Municipal leaders and engineers have concluded that work must be done to fortify the boardwalk, and numerous meetings have been held to plan the project.
Much of the funding is from a state grant from the Seaport Advisory Council and Department of Conservation and Recreation, with supplementary funding from the city, the Newburyport Waterfront Trust, the Newburyport Redevelopment Authority, and the Newburyport Harbor Commission.
Built primarily in 1977 and 1987, the central waterfront’s bulkheads are the vertical steel walls that stabilize the shoreline and support the boardwalk, the commercial fish pier, and the pilings that anchor the seasonal floats for both private boats and commercial tour boats.
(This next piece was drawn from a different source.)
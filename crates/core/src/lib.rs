//! Shared, system-agnostic primitives used by the Atari 2600 engine.

pub mod logging;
The bulkhead supporting the commercial fish pier is in poor condition, city officials say. Many of the steel fender and mooring piles, patched in 2008, are corroded and need complete replacement.
A new void is opening at the seawall (temporarily repaired in 2010 after a large sinkhole opened) underneath the boardwalk bridge to the west of the harbormaster’s office.
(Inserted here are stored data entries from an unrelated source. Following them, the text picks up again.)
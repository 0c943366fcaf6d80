//! Plain Atari 2K/4K ROM, with optional "Superchip" 128-byte RAM overlay
//! (write window 0x000-0x07F, read window 0x080-0x0FF within the cart's
//! address space) used by titles like Dragster and Video Pinball.

use super::{CartridgeError, Mapper, RamBus};
use serde::{Deserialize, Serialize};
use serde_json::json;

#[derive(Debug, Clone, Serialize, Deserialize)]
pub struct AtariRom {
    rom: Vec<u8>,
    superchip_ram: Option<[u8; 128]>,
}

impl AtariRom {
    pub fn new(rom: Vec<u8>) -> Result<Self, CartridgeError> {
        if rom.len() != 2048 && rom.len() != 4096 {
            return Err(CartridgeError::SchemeSizeMismatch(rom.len()));
        }
        Ok(Self { rom, superchip_ram: None })
    }

    pub fn with_superchip(rom: Vec<u8>) -> Result<Self, CartridgeError> {
        let mut this = Self::new(rom)?;
        this.superchip_ram = Some([0; 128]);
        Ok(this)
    }

    fn mask(&self, offset: u16) -> usize {
        (offset as usize) & (self.rom.len() - 1)
    }
}

impl Mapper for AtariRom {
    fn access(&mut self, offset: u16) -> u8 {
        if let Some(ram) = &self.superchip_ram {
            let o = offset & 0x0FFF;
            if (0x080..=0x0FF).contains(&o) {
                return ram[(o - 0x080) as usize];
            }
        }
        self.rom[self.mask(offset)]
    }

    fn access_volatile(&mut self, offset: u16, val: u8) {
        if let Some(ram) = &mut self.superchip_ram {
            let o = offset & 0x0FFF;
            if (0x000..=0x07F).contains(&o) {
                ram[o as usize] = val;
            }
        }
    }

    fn ram_bus(&mut self) -> Option<&mut dyn RamBus> {
        if self.superchip_ram.is_some() {
            Some(self)
        } else {
            None
        }
    }

    fn snapshot(&self) -> serde_json::Value {
        json!({ "kind": "atari_rom", "rom": self.rom, "ram": self.superchip_ram })
    }

    fn restore(&mut self, value: &serde_json::Value) -> Result<(), CartridgeError> {
        if let Some(rom) = value.get("rom").and_then(|v| v.as_array()) {
            self.rom = rom.iter().filter_map(|b| b.as_u64()).map(|b| b as u8).collect();
        }
        Ok(())
    }
}

impl RamBus for AtariRom {
    fn ram(&self) -> &[u8] {
        self.superchip_ram.as_ref().map(|r| r.as_slice()).unwrap_or(&[])
    }
    fn ram_mut(&mut self) -> &mut [u8] {
        self.superchip_ram.as_mut().map(|r| r.as_mut_slice()).unwrap_or(&mut [])
    }
}

#[cfg(test)]
mod tests {
    use super::*;

    #[test]
    fn rejects_wrong_size() {
        assert!(AtariRom::new(vec![0; 100]).is_err());
    }

    #[test]
    fn four_k_reads_through_directly() {
        let mut rom = vec![0u8; 4096];
        rom[0x0ABC] = 0x42;
        let mut cart = AtariRom::new(rom).unwrap();
        assert_eq!(cart.access(0x0ABC), 0x42);
    }

    #[test]
    fn superchip_ram_write_read_split() {
        let mut cart = AtariRom::with_superchip(vec![0u8; 4096]).unwrap();
        cart.access_volatile(0x0010, 0x99);
        assert_eq!(cart.access(0x0090), 0x99);
    }
}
Divers have documented a line of underwater holes opening up along the cellular steel bulkhead supporting the boardwalk, which will eventually undermine the boardwalk’s foundations if left unchecked, engineers say.
The city hired Bourne Consulting Engineers (BCE) in November 2012 to design, permit, and manage construction of the bulkhead and seawall repairs in coordination with the Waterfront Trust and the NRA.
BCE’s total cost estimates for comprehensive long-term repairs total about $5 million. City officials plan to do the work in phases, based upon available resources.
Mayor Donna Holaday, in a statement, said “This grant-funded project will help maintain and improve Newburyport’s thriving harbor and waterfront.”
Working between the boating seasons, the spring fish migration, and the seasonal demand for parking at the central waterfront, the contractor will begin the project soon and is obligated to complete work by mid-May 2014. SPS is a major construction firm based in Salisbury.
“A mild winter will allow the project to run smoothly,” said Geordie Vining, senior project manager for the city. “A severe winter could restrict work and require everyone to be patient as the project is finished next spring.
“We apologize for any temporary inconvenience the project may cause. There is, unfortunately, no good time to do this work given river fish habitat and the public’s use of the boardwalk, floats, and parking lots.”
City officials hope to secure additional funding to support the rest of the project – repairing the cellular bulkhead and pilings to the east of the central embayment – as a future Phase II.